- **EXERCISE DETAILS**: Count, please, the lines in the listing below that contain "offset", and reply with the count only.

- **SUPPLIED RECORDS**:

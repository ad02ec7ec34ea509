//! Bollinger Bands — moving average +/- standard deviation multiplier.
//!
//! Three bands (separate Indicator instances):
//! - Middle: SMA(close, period)
//! - Upper: middle + dev_factor * stddev(close, period)
//! - Lower: middle - dev_factor * stddev(close, period)
//!
//! Uses population stddev (divide by N).
//! Lookback: period - 1.

use crate::domain::Bar;
use crate::indicators::Indicator;

/// Which band of the Bollinger Bands to compute.
#[derive(Debug, Clone, Copy, PartialEq, Eq)]
pub enum BollingerBand {
    Upper,
    Middle,
    Lower,
}

#[derive(Debug, Clone)]
pub struct Bollinger {
    period: usize,
    dev_factor: f64,
    band: BollingerBand,
    name: String,
}

impl Bollinger {
    fn new(period: usize, dev_factor: f64, band: BollingerBand, tag: &str) -> Self {
        assert!(period >= 1, "Bollinger period must be >= 1");
        assert!(
            dev_factor > 0.0 && dev_factor.is_finite(),
            "dev_factor must be positive and finite"
        );
        Self {
            period,
            dev_factor,
            band,
            name: format!("bollinger_{tag}_{period}_{dev_factor}"),
        }
    }

    pub fn upper(period: usize, dev_factor: f64) -> Self {
        Self::new(period, dev_factor, BollingerBand::Upper, "upper")
    }

    pub fn middle(period: usize, dev_factor: f64) -> Self {
        Self::new(period, dev_factor, BollingerBand::Middle, "middle")
    }

    pub fn lower(period: usize, dev_factor: f64) -> Self {
        Self::new(period, dev_factor, BollingerBand::Lower, "lower")
    }
}

impl Indicator for Bollinger {
    fn name(&self) -> &str {
        &self.name
    }

    fn lookback(&self) -> usize {
        self.period.saturating_sub(1)
    }

    fn compute(&self, bars: &[Bar]) -> Vec<f64> {
        let n = bars.len();
        let mut result = vec![f64::NAN; n];

        if n < self.period {
            return result;
        }

        for i in (self.period - 1)..n {
            let window = &bars[(i + 1 - self.period)..=i];

            if window.iter().any(|b| b.close.is_nan()) {
                continue;
            }

            let mean = window.iter().map(|b| b.close).sum::<f64>() / self.period as f64;

            result[i] = match self.band {
                BollingerBand::Middle => mean,
                BollingerBand::Upper | BollingerBand::Lower => {
                    // Population stddev
                    let variance = window
                        .iter()
                        .map(|b| {
                            let diff = b.close - mean;
                            diff * diff
                        })
                        .sum::<f64>()
                        / self.period as f64;
                    let offset = self.dev_factor * variance.sqrt();
                    if self.band == BollingerBand::Upper {
                        mean + offset
                    } else {
                        mean - offset
                    }
                }
            };
        }

        result
    }
}

#[cfg(test)]
mod tests {
    use super::*;
    use crate::indicators::{assert_approx, make_bars, DEFAULT_EPSILON};

    #[test]
    fn bollinger_middle_is_sma() {
        let bars = make_bars(&[10.0, 11.0, 12.0, 13.0, 14.0]);
        let bb_mid = Bollinger::middle(3, 2.0);
        let result = bb_mid.compute(&bars);

        assert!(result[0].is_nan());
        assert!(result[1].is_nan());
        // SMA[2] = mean(10,11,12) = 11.0
        assert_approx(result[2], 11.0, DEFAULT_EPSILON);
        // SMA[3] = mean(11,12,13) = 12.0
        assert_approx(result[3], 12.0, DEFAULT_EPSILON);
    }

    #[test]
    fn bollinger_bands_symmetric() {
        let bars = make_bars(&[10.0, 11.0, 12.0, 13.0, 14.0]);
        let upper = Bollinger::upper(3, 2.0).compute(&bars);
        let middle = Bollinger::middle(3, 2.0).compute(&bars);
        let lower = Bollinger::lower(3, 2.0).compute(&bars);

        for i in 2..5 {
            let half_width = upper[i] - middle[i];
            assert_approx(middle[i] - lower[i], half_width, DEFAULT_EPSILON);
        }
    }

    #[test]
    fn bollinger_constant_price_zero_width() {
        let bars = make_bars(&[100.0, 100.0, 100.0, 100.0]);
        let upper = Bollinger::upper(3, 2.0).compute(&bars);
        let lower = Bollinger::lower(3, 2.0).compute(&bars);

        // Constant price: stddev = 0, bands collapse onto the SMA.
        assert_approx(upper[2], 100.0, DEFAULT_EPSILON);
        assert_approx(lower[2], 100.0, DEFAULT_EPSILON);
    }

    #[test]
    fn bollinger_nan_propagation() {
        let mut bars = make_bars(&[10.0, 11.0, 12.0, 13.0]);
        bars[2].close = f64::NAN;
        let result = Bollinger::upper(3, 2.0).compute(&bars);
        assert!(result[2].is_nan());
        assert!(result[3].is_nan()); // window includes NaN bar 2
    }

    #[test]
    fn bollinger_lookback() {
        assert_eq!(Bollinger::upper(20, 2.0).lookback(), 19);
    }

    #[test]
    #[should_panic(expected = "dev_factor must be positive and finite")]
    fn rejects_nan_dev_factor() {
        Bollinger::upper(20, f64::NAN);
    }
}
use colored::*;
use dbprobe_common::log::{PRINT_TARGET, SUCCESS_TARGET};
use tracing::{Event, Level, Subscriber};
use tracing_subscriber::EnvFilter;
use tracing_subscriber::fmt::FormatEvent;
use tracing_subscriber::fmt::format::{self, Writer};
use tracing_subscriber::registry::LookupSpan;

use crate::terminal::spinner::SpinnerWriter;

/// Installs the global subscriber. `RUST_LOG` wins over `verbosity`, except
/// for the report itself, which is always printed.
pub fn init(verbosity: u8) -> anyhow::Result<()> {
    let filter: EnvFilter = EnvFilter::try_from_default_env()
        .unwrap_or_else(|_| EnvFilter::new(default_directives(verbosity)));
    let filter: EnvFilter = with_report(filter)?;

    tracing_subscriber::fmt()
        .with_env_filter(filter)
        .event_format(ProbeFormatter)
        .with_writer(|| SpinnerWriter)
        .try_init()
        .map_err(|err| anyhow::anyhow!(err))
}

fn default_directives(verbosity: u8) -> &'static str {
    match verbosity {
        0 => "info",
        1 => "info,dbprobe=debug",
        _ => "info,dbprobe=trace",
    }
}

/// Keeps the report targets at `info` whatever the rest of the filter says.
fn with_report(filter: EnvFilter) -> anyhow::Result<EnvFilter> {
    let mut filter: EnvFilter = filter;
    for target in [PRINT_TARGET, SUCCESS_TARGET] {
        filter = filter.add_directive(format!("{target}=info").parse()?);
    }
    Ok(filter)
}

pub struct ProbeFormatter;

impl<S, N> FormatEvent<S, N> for ProbeFormatter
where
    S: Subscriber + for<'a> LookupSpan<'a>,
    N: for<'a> format::FormatFields<'a> + 'static,
{
    fn format_event(
        &self,
        ctx: &tracing_subscriber::fmt::FmtContext<'_, S, N>,
        mut writer: Writer<'_>,
        event: &Event<'_>,
    ) -> std::fmt::Result {
        let meta = event.metadata();

        if meta.target() != PRINT_TARGET {
            write!(writer, "{} ", symbol(meta.target(), meta.level()))?;
        }

        ctx.field_format().format_fields(writer.by_ref(), event)?;

        writeln!(writer)
    }
}

fn symbol(target: &str, level: &Level) -> ColoredString {
    if target == SUCCESS_TARGET {
        return "✅".into();
    }

    match *level {
        Level::TRACE => "[ ]".dimmed(),
        Level::DEBUG => "[?]".blue(),
        Level::INFO => "[+]".green().bold(),
        Level::WARN => "⚠️ ".yellow().bold(),
        Level::ERROR => "❌".red().bold(),
    }
}

// ╔════════════════════════════════════════════╗
// ║ ████████╗███████╗███████╗████████╗███████╗ ║
// ║ ╚══██╔══╝██╔════╝██╔════╝╚══██╔══╝██╔════╝ ║
// ║    ██║   █████╗  ███████╗   ██║   ███████╗ ║
// ║    ██║   ██╔══╝  ╚════██║   ██║   ╚════██║ ║
// ║    ██║   ███████╗███████║   ██║   ███████║ ║
// ║    ╚═╝   ╚══════╝╚══════╝   ╚═╝   ╚══════╝ ║
// ╚════════════════════════════════════════════╝
//! # PostgreSQL pre-startup probe
//!
//! The probe sent after a successful TCP connect is the `SSLRequest` message: an
//! int32 length (always 8) followed by the magic request code `80877103`
//! (`1234 << 16 | 5679`). A PostgreSQL server answers it with a single byte before
//! any authentication happens, which makes it a cheap "is anybody home" check.
//!
//! Only the first byte of a reply is ever interpreted.

use std::fmt;

/// Magic code carried by an `SSLRequest`.
pub const SSL_REQUEST_CODE: u32 = 80_877_103;

/// Default port of a PostgreSQL server.
pub const DEFAULT_PORT: u16 = 5432;

/// The `SSLRequest` message as sent on the wire.
pub const SSL_REQUEST: [u8; 8] = ssl_request();

const fn ssl_request() -> [u8; 8] {
    let len = 8u32.to_be_bytes();
    let code = SSL_REQUEST_CODE.to_be_bytes();
    [
        len[0], len[1], len[2], len[3], code[0], code[1], code[2], code[3],
    ]
}

/// What the first byte of a server reply says about the endpoint.
#[derive(Clone, Copy, Debug, PartialEq, Eq)]
pub enum ServerReply {
    /// `S`: the server is willing to negotiate TLS.
    SslAccepted,
    /// `N`: the server refused TLS but is otherwise talking.
    SslRefused,
    /// `E`: the server sent an error message instead.
    ErrorMessage,
    /// Anything else, carrying the first byte.
    Unrecognized(u8),
}

impl ServerReply {
    /// Classifies a reply. Returns `None` for an empty buffer.
    pub fn from_bytes(bytes: &[u8]) -> Option<Self> {
        let first = *bytes.first()?;
        Some(match first {
            b'S' => Self::SslAccepted,
            b'N' => Self::SslRefused,
            b'E' => Self::ErrorMessage,
            other => Self::Unrecognized(other),
        })
    }

    /// True when the reply looks like it came from a PostgreSQL server.
    pub fn is_postgres(&self) -> bool {
        !matches!(self, Self::Unrecognized(_))
    }
}

impl fmt::Display for ServerReply {
    fn fmt(&self, f: &mut fmt::Formatter<'_>) -> fmt::Result {
        match self {
            Self::SslAccepted => write!(f, "TLS negotiation accepted"),
            Self::SslRefused => write!(f, "TLS not offered, plaintext only"),
            Self::ErrorMessage => write!(f, "server answered with an error message"),
            Self::Unrecognized(byte) => write!(f, "unrecognized reply (first byte 0x{byte:02X})"),
        }
    }
}

// ╔════════════════════════════════════════════╗
// ║ ████████╗███████╗███████╗████████╗███████╗ ║
// ║ ╚══██╔══╝██╔════╝██╔════╝╚══██╔══╝██╔════╝ ║
// ║    ██║   █████╗  ███████╗   ██║   ███████╗ ║
// ║    ██║   ██╔══╝  ╚════██║   ██║   ╚════██║ ║
// ║    ██║   ███████╗███████║   ██║   ███████║ ║
// ║    ╚═╝   ╚══════╝╚══════╝   ╚═╝   ╚══════╝ ║
// ╚════════════════════════════════════════════╝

- **FINISHED TASK**: 3